▼
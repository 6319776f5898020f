//! Profiler hook for the interpreter
//!
//! When a profiler is attached, the TVM emits one [`ProfileEvent`] per
//! executed instruction.

use super::opcode::Opcode;
use std::cell::RefCell;
use std::collections::BTreeMap;
use std::rc::Rc;

/// One executed instruction
#[derive(Debug, Clone, Copy, PartialEq, Eq)]
pub struct ProfileEvent {
    /// Instructions executed before this one since load
    pub step: u64,
    pub pc: usize,
    pub opcode: Opcode,
    /// Host clock at execution
    pub tick: u64,
}

pub trait Profiler {
    fn record(&mut self, event: &ProfileEvent);
}

/// Shared profiler, so the caller can keep a handle while the TVM records
impl<P: Profiler> Profiler for Rc<RefCell<P>> {
    fn record(&mut self, event: &ProfileEvent) {
        self.borrow_mut().record(event);
    }
}

/// Counts executed opcodes and remembers the tick window
#[derive(Debug, Clone, Default)]
pub struct OpcodeHistogram {
    counts: BTreeMap<Opcode, u64>,
    first_tick: Option<u64>,
    last_tick: Option<u64>,
}

impl OpcodeHistogram {
    pub fn new() -> Self {
        Self::default()
    }

    pub fn count(&self, opcode: Opcode) -> u64 {
        self.counts.get(&opcode).copied().unwrap_or(0)
    }

    pub fn total(&self) -> u64 {
        self.counts.values().sum()
    }

    /// (opcode, count) pairs in opcode order
    pub fn iter(&self) -> impl Iterator<Item = (Opcode, u64)> + '_ {
        self.counts.iter().map(|(op, n)| (*op, *n))
    }

    pub fn first_tick(&self) -> Option<u64> {
        self.first_tick
    }

    pub fn last_tick(&self) -> Option<u64> {
        self.last_tick
    }
}

impl Profiler for OpcodeHistogram {
    fn record(&mut self, event: &ProfileEvent) {
        *self.counts.entry(event.opcode).or_insert(0) += 1;
        self.first_tick.get_or_insert(event.tick);
        self.last_tick = Some(event.tick);
    }
}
▲
- _Assignment_: Word for word, write out the entire listing once more.

- _Task result_:
repository 6319776f5898020f
//! Profiler hook for the interpreter
//!
//! When a profiler is attached, the TVM emits one [`ProfileEvent`] per
//! executed instruction.

use super::opcode::Opcode;
use std::cell::RefCell;
use std::collections::BTreeMap;
use std::rc::Rc;

/// One executed instruction
#[derive(Debug, Clone, Copy, PartialEq, Eq)]
pub struct ProfileEvent {
    /// Instructions executed before this one since load
    pub step: u64,
    pub pc: usize,
    pub opcode: Opcode,
    /// Host clock at execution
    pub tick: u64,
}

pub trait Profiler {
    fn record(&mut self, event: &ProfileEvent);
}

/// Shared profiler, so the caller can keep a handle while the TVM records
impl<P: Profiler> Profiler for Rc<RefCell<P>> {
    fn record(&mut self, event: &ProfileEvent) {
        self.borrow_mut().record(event);
    }
}

/// Counts executed opcodes and remembers the tick window
#[derive(Debug, Clone, Default)]
pub struct OpcodeHistogram {
    counts: BTreeMap<Opcode, u64>,
    first_tick: Option<u64>,
    last_tick: Option<u64>,
}

impl OpcodeHistogram {
    pub fn new() -> Self {
        Self::default()
    }

    pub fn count(&self, opcode: Opcode) -> u64 {
        self.counts.get(&opcode).copied().unwrap_or(0)
    }

    pub fn total(&self) -> u64 {
        self.counts.values().sum()
    }

    /// (opcode, count) pairs in opcode order
    pub fn iter(&self) -> impl Iterator<Item = (Opcode, u64)> + '_ {
        self.counts.iter().map(|(op, n)| (*op, *n))
    }

    pub fn first_tick(&self) -> Option<u64> {
        self.first_tick
    }

    pub fn last_tick(&self) -> Option<u64> {
        self.last_tick
    }
}

impl Profiler for OpcodeHistogram {
    fn record(&mut self, event: &ProfileEvent) {
        *self.counts.entry(event.opcode).or_insert(0) += 1;
        self.first_tick.get_or_insert(event.tick);
        self.last_tick = Some(event.tick);
    }
}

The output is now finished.